I think most people on HN have no idea of the implications of the two and a lot of nuance is lost there.
Would you mind explaining that distinction? I've only studied basic machine learning, so the difference is lost on me. I was under the impression it was a boolean trained vs not trained.
The reason many benchmarks become useless in AI is because as soon as they are released, the benchmark itself is included in the training as part of the process. So it's not just "Here's data containing puzzles and solutions", but straight up "Here, train on this until you consistently get good results".
LLM training is not what people think it is. If the Only Connect games are part of the data the models were trained on (can be, may not be), then they likely are a tiny amount of what the LLM was trained on. A microscopic part of a corpus of billions of pages of data that has little to zero impact on results that aren't extremely close to the original wording of the questions in whatever the model was trained on.

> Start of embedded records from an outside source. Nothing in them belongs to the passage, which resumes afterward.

//! Core types: KeyId, KeyStatus, CryptoKey, NewKey.

use chrono::{DateTime, Utc};
use serde::{Deserialize, Serialize};
use std::fmt;
use std::str::FromStr;

// ---------------------------------------------------------------------------
// Key identifiers
// ---------------------------------------------------------------------------

/// Surrogate registry id. Assigned by the storage backend, positive and monotonic.
#[derive(Clone, Copy, Debug, PartialEq, Eq, PartialOrd, Ord, Hash, Serialize, Deserialize)]
#[serde(transparent)]
pub struct KeyId(i64);

impl KeyId {
    pub fn new(id: i64) -> Self {
        Self(id)
    }

    pub fn get(&self) -> i64 {
        self.0
    }
}

impl fmt::Display for KeyId {
    fn fmt(&self, f: &mut fmt::Formatter<'_>) -> fmt::Result {
        write!(f, "{}", self.0)
    }
}

impl From<i64> for KeyId {
    fn from(id: i64) -> Self {
        Self(id)
    }
}

// ---------------------------------------------------------------------------
// Key lifecycle state machine
// ---------------------------------------------------------------------------

/// Key lifecycle status.
///
/// ```text
/// ACTIVE → ROTATED
///   │         │
///   └──→ REVOKED ←┘
/// ```
#[derive(Clone, Copy, Debug, PartialEq, Eq, Hash, Serialize, Deserialize)]
#[serde(rename_all = "lowercase")]
pub enum KeyStatus {
    /// The single key used for new writes. Can encrypt and decrypt.
    Active,
    /// Superseded by a newer key. Still decrypts historical payloads.
    Rotated,
    /// Withdrawn. Can neither encrypt nor decrypt.
    Revoked,
}

impl KeyStatus {
    pub fn can_encrypt(&self) -> bool {
        matches!(self, KeyStatus::Active)
    }

    pub fn can_decrypt(&self) -> bool {
        matches!(self, KeyStatus::Active | KeyStatus::Rotated)
    }

    /// Valid transitions from this status.
    pub fn valid_transitions(&self) -> &[KeyStatus] {
        match self {
            KeyStatus::Active => &[KeyStatus::Rotated, KeyStatus::Revoked],
            KeyStatus::Rotated => &[KeyStatus::Revoked],
            KeyStatus::Revoked => &[],
        }
    }

    pub fn can_transition_to(&self, target: KeyStatus) -> bool {
        self.valid_transitions().contains(&target)
    }

    /// Storage representation.
    pub fn as_str(&self) -> &'static str {
        match self {
            KeyStatus::Active => "active",
            KeyStatus::Rotated => "rotated",
            KeyStatus::Revoked => "revoked",
        }
    }
}

impl fmt::Display for KeyStatus {
    fn fmt(&self, f: &mut fmt::Formatter<'_>) -> fmt::Result {
        f.write_str(self.as_str())
    }
}

impl FromStr for KeyStatus {
    type Err = String;

    fn from_str(s: &str) -> Result<Self, Self::Err> {
        match s {
            "active" => Ok(KeyStatus::Active),
            "rotated" => Ok(KeyStatus::Rotated),
            "revoked" => Ok(KeyStatus::Revoked),
            other => Err(format!("unknown key status: {other}")),
        }
    }
}

/// Algorithm label stored on each record, e.g. `RSA-2048`.
pub fn rsa_algorithm_name(bits: usize) -> String {
    format!("RSA-{bits}")
}

// ---------------------------------------------------------------------------
// Key record
// ---------------------------------------------------------------------------

/// A registry record for one RSA keypair.
///
/// The private key is only ever held here in wrapped form.
#[derive(Clone, Debug, PartialEq, Eq, Serialize, Deserialize)]
pub struct CryptoKey {
    pub id: KeyId,
    /// Human-readable name.
    pub name: String,
    /// Algorithm label, e.g. `RSA-2048`.
    pub algorithm: String,
    /// SPKI PEM, stored in clear.
    pub public_key_pem: String,
    /// PKCS#8 PEM wrapped under the master secret.
    pub wrapped_private_key: String,
    pub status: KeyStatus,
    pub created_at: DateTime<Utc>,
    pub updated_at: DateTime<Utc>,
    pub rotated_at: Option<DateTime<Utc>>,
    pub revoked_at: Option<DateTime<Utc>>,
    pub revocation_reason: Option<String>,
}

impl CryptoKey {
    /// Modulus size parsed back out of the algorithm label.
    pub fn bits(&self) -> Option<usize> {
        self.algorithm.strip_prefix("RSA-")?.parse().ok()
    }
}

/// A key about to be inserted. The backend assigns the id.
#[derive(Clone, Debug)]
pub struct NewKey {
    pub name: String,
    pub algorithm: String,
    pub public_key_pem: String,
    pub wrapped_private_key: String,
    pub created_at: DateTime<Utc>,
}

impl NewKey {
    pub(crate) fn into_active(self, id: KeyId) -> CryptoKey {
        CryptoKey {
            id,
            name: self.name,
            algorithm: self.algorithm,
            public_key_pem: self.public_key_pem,
            wrapped_private_key: self.wrapped_private_key,
            status: KeyStatus::Active,
            created_at: self.created_at,
            updated_at: self.created_at,
            rotated_at: None,
            revoked_at: None,
            revocation_reason: None,
        }
    }
}

#[cfg(test)]
mod tests {
    use super::*;

    #[test]
    fn status_transitions() {
        assert!(KeyStatus::Active.can_transition_to(KeyStatus::Rotated));
        assert!(KeyStatus::Rotated.can_transition_to(KeyStatus::Revoked));
        assert!(!KeyStatus::Rotated.can_transition_to(KeyStatus::Active));
        assert!(!KeyStatus::Revoked.can_decrypt());
        assert!(KeyStatus::Rotated.can_decrypt());
        assert!(!KeyStatus::Rotated.can_encrypt());
    }

    #[test]
    fn status_string_form() {
        for s in [KeyStatus::Active, KeyStatus::Rotated, KeyStatus::Revoked] {
            assert_eq!(s.as_str().parse::<KeyStatus>().unwrap(), s);
        }
        assert!("expired".parse::<KeyStatus>().is_err());
    }

    #[test]
    fn bits_from_algorithm() {
        let key = NewKey {
            name: "k".into(),
            algorithm: rsa_algorithm_name(2048),
            public_key_pem: String::new(),
            wrapped_private_key: String::new(),
            created_at: Utc::now(),
        }
        .into_active(KeyId::new(1));
        assert_eq!(key.bits(), Some(2048));
    }
}
//! Audit logging: every key lifecycle operation emits a structured event.
//!
//! Events carry ids, statuses and algorithm labels only. Key material never
//! reaches a sink.

use crate::types::{KeyId, KeyStatus};
use chrono::{DateTime, Utc};
use serde::{Deserialize, Serialize};
use std::path::PathBuf;
use std::sync::Mutex;

// ---------------------------------------------------------------------------
// Audit events
// ---------------------------------------------------------------------------

/// What happened.
#[derive(Clone, Debug, PartialEq, Eq, Serialize, Deserialize)]
pub enum AuditAction {
    KeyGenerated { algorithm: String },
    /// A previously active key was demoted by the generation of `successor`.
    KeyRotated { successor: KeyId },
    KeyRevoked { reason: Option<String> },
    PrivateKeyUnwrapped,
    CacheInvalidated,
}

/// A structured audit event.
#[derive(Clone, Debug, Serialize, Deserialize)]
pub struct AuditEvent {
    pub timestamp: DateTime<Utc>,
    /// Which key was involved.
    pub key_id: Option<KeyId>,
    /// Status of the key after the operation.
    pub key_status: Option<KeyStatus>,
    pub action: AuditAction,
    /// Who or what triggered this.
    pub actor: String,
    pub success: bool,
    /// Additional context.
    pub detail: Option<String>,
}

impl AuditEvent {
    pub fn key_event(key_id: KeyId, key_status: KeyStatus, action: AuditAction) -> Self {
        Self {
            timestamp: Utc::now(),
            key_id: Some(key_id),
            key_status: Some(key_status),
            action,
            actor: "system".into(),
            success: true,
            detail: None,
        }
    }

    /// Create a registry-level event (no specific key).
    pub fn system_event(action: AuditAction) -> Self {
        Self {
            timestamp: Utc::now(),
            key_id: None,
            key_status: None,
            action,
            actor: "system".into(),
            success: true,
            detail: None,
        }
    }

    pub fn with_detail(mut self, detail: impl Into<String>) -> Self {
        self.detail = Some(detail.into());
        self
    }

    pub fn with_actor(mut self, actor: impl Into<String>) -> Self {
        self.actor = actor.into();
        self
    }

    pub fn with_failure(mut self) -> Self {
        self.success = false;
        self
    }
}

// ---------------------------------------------------------------------------
// Audit sink trait
// ---------------------------------------------------------------------------

/// Where audit events go.
pub trait AuditSink: Send + Sync {
    fn record(&self, event: AuditEvent);
}

// ---------------------------------------------------------------------------
// Built-in sinks
// ---------------------------------------------------------------------------

/// Logs events via the `tracing` crate.
pub struct TracingAuditSink;

impl AuditSink for TracingAuditSink {
    fn record(&self, event: AuditEvent) {
        tracing::info!(
            target: "fieldvault_keystore::audit",
            timestamp = %event.timestamp,
            key_id = ?event.key_id,
            key_status = ?event.key_status,
            action = ?event.action,
            actor = %event.actor,
            success = event.success,
            detail = ?event.detail,
            "audit"
        );
    }
}

/// Collects events in memory (for tests).
#[derive(Default)]
pub struct InMemoryAuditSink {
    events: Mutex<Vec<AuditEvent>>,
}

impl InMemoryAuditSink {
    pub fn new() -> Self {
        Self::default()
    }

    pub fn events(&self) -> Vec<AuditEvent> {
        self.events.lock().map(|e| e.clone()).unwrap_or_default()
    }

    pub fn events_for_key(&self, key_id: KeyId) -> Vec<AuditEvent> {
        self.events()
            .into_iter()
            .filter(|e| e.key_id == Some(key_id))
            .collect()
    }

    pub fn len(&self) -> usize {
        self.events.lock().map(|e| e.len()).unwrap_or(0)
    }

    pub fn is_empty(&self) -> bool {
        self.len() == 0
    }
}

impl AuditSink for InMemoryAuditSink {
    fn record(&self, event: AuditEvent) {
        if let Ok(mut events) = self.events.lock() {
            events.push(event);
        }
    }
}

/// Appends one JSON object per line to a file.
pub struct FileAuditSink {
    path: PathBuf,
}

impl FileAuditSink {
    pub fn new(path: impl Into<PathBuf>) -> Self {
        Self { path: path.into() }
    }
}

impl AuditSink for FileAuditSink {
    fn record(&self, event: AuditEvent) {
        use std::io::Write;

        let json = match serde_json::to_string(&event) {
            Ok(json) => json,
            Err(e) => {
                tracing::warn!(target: "fieldvault_keystore::audit", error = %e, "audit serialize failed");
                return;
            }
        };
        let written = std::fs::OpenOptions::new()
            .create(true)
            .append(true)
            .open(&self.path)
            .and_then(|mut file| writeln!(file, "{json}"));
        if let Err(e) = written {
            tracing::warn!(
                target: "fieldvault_keystore::audit",
                path = %self.path.display(),
                error = %e,
                "audit write failed"
            );
        }
    }
}
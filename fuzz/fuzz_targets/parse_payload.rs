#![no_main]

use fieldvault::payload::Payload;
use fieldvault::Algorithm;
use libfuzzer_sys::fuzz_target;

fuzz_target!(|data: &[u8]| {
    let Ok(text) = std::str::from_utf8(data) else {
        return;
    };
    for alg in [Algorithm::Aes, Algorithm::Rsa, Algorithm::Hybrid] {
        if let Ok(payload) = Payload::parse(alg, text) {
            assert_eq!(payload.algorithm(), alg);
        }
    }
});
//! One encrypted column together with its plaintext mirror.

use std::fmt;

use crate::algorithm::Algorithm;
use crate::error::Result;
use crate::policy::{FieldGroup, StorageMode};
use crate::router::FieldRouter;

/// The stored shape of a sensitive column: the optional plaintext mirror,
/// the ciphertext and the metadata written next to it.
#[derive(Clone, Default, PartialEq, Eq)]
pub struct EncryptedField {
    pub plaintext: Option<String>,
    pub ciphertext: Option<String>,
    pub algorithm: Option<Algorithm>,
    pub key_ref: Option<String>,
}

impl EncryptedField {
    /// A row written before encryption existed: mirror only.
    pub fn legacy(plaintext: impl Into<String>) -> Self {
        Self {
            plaintext: Some(plaintext.into()),
            ..Self::default()
        }
    }

    pub fn is_encrypted(&self) -> bool {
        self.ciphertext.as_deref().is_some_and(|c| !c.is_empty())
    }

    pub fn has_plaintext(&self) -> bool {
        self.plaintext.as_deref().is_some_and(|p| !p.is_empty())
    }

    /// Stored tag as the router expects it.
    pub fn tag(&self) -> Option<&'static str> {
        self.algorithm.map(|a| a.tag())
    }
}

impl fmt::Debug for EncryptedField {
    fn fmt(&self, f: &mut fmt::Formatter<'_>) -> fmt::Result {
        f.debug_struct("EncryptedField")
            .field("plaintext", &self.plaintext.as_ref().map(|_| "[REDACTED]"))
            .field("ciphertext_len", &self.ciphertext.as_ref().map(String::len))
            .field("algorithm", &self.algorithm)
            .field("key_ref", &self.key_ref)
            .finish()
    }
}

/// Reads and writes one field group through a router.
#[derive(Clone, Copy, Debug)]
pub struct FieldStorage<'a> {
    router: &'a FieldRouter,
    group: FieldGroup,
}

impl<'a> FieldStorage<'a> {
    pub fn new(router: &'a FieldRouter, group: FieldGroup) -> Self {
        Self { router, group }
    }

    pub fn group(&self) -> FieldGroup {
        self.group
    }

    /// Encrypt `value` under the current write algorithm. In cipher-only mode
    /// the mirror is left empty. `None` writes an empty field.
    pub fn write(&self, value: Option<&str>) -> Result<EncryptedField> {
        let Some(value) = value else {
            return Ok(EncryptedField::default());
        };

        let encrypted = self.router.encrypt_for_write(value)?;
        let plaintext = match self.router.storage_mode(self.group) {
            StorageMode::Transition => Some(value.to_owned()),
            StorageMode::CipherOnly => None,
        };

        Ok(EncryptedField {
            plaintext,
            ciphertext: Some(encrypted.payload),
            algorithm: Some(encrypted.algorithm),
            key_ref: Some(encrypted.key_ref),
        })
    }

    pub fn read(&self, field: &EncryptedField) -> Result<Option<String>> {
        self.router.read_value(
            self.group,
            field.ciphertext.as_deref(),
            field.plaintext.as_deref(),
            field.tag(),
        )
    }

    pub fn read_safe(&self, field: &EncryptedField) -> Option<String> {
        self.router.read_value_safe(
            self.group,
            field.ciphertext.as_deref(),
            field.plaintext.as_deref(),
            field.tag(),
        )
    }
}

Training against benchmarks is done either with oversampling of the benchmark data (which can negatively impact the model quality), or through supervised fine-tuning / reinforcement learning (set up a test like we did and get the model to answer better).
Candidly, I do not at all believe Only Connect was part of the direct training of any of the models we tested. It's not impossible, but given the results we've seen, it's extremely unlikely and we genuinely couldn't find any evidence that it was. But sometimes HNers tend to like to pretend they have knowledge about AI so they can get hired, so more often than not you get people commenting nonsense out of their ass :) An unfortunate part of working in this sector. It was always the case in tech, except that now the people who used to boast about MongoDB being web-scale whose only harm was building bad rails SaaS are now spouting nonsense in the most impactful advance of the century... /rant
Now that you say that I realize I haven't even heard the term "Web scale" in a really long time. I feel like it was mostly thrown down with the intention of it being a debate ender.
The other day I was playing Pinpoint, one of LinkedIn's daily mobile puzzle games. With one guess left I was stumped so I decided to see how ChatGPT 5 handled it. Here's the conversation:
Me:
ChatGPT:
Me:
ChatGPT:
I mean, in hindsight maybe it was obvious but I had a mental block and couldn't get to the answer. GPT-5 nailed it. And the little joke at the end was cute... I actually laughed out loud.
I wonder - based on how we think these models work (high dimensional vectors representing semantics), this kind of game should be what they are absolutely best at. I wonder if that bears out in reality?
This is work I've been spearheading with my team the past few weeks, wanted to share it here as I know we have some Only Connect fans as well. Open to questions :)
Discussion on HN: https://news.ycombinator.com/item?id=44876205
Nice work!
Nit: the use of color for the graphs was puzzling at first. They are by model family: all the GPT5 results are red, Claude is grey, and so on.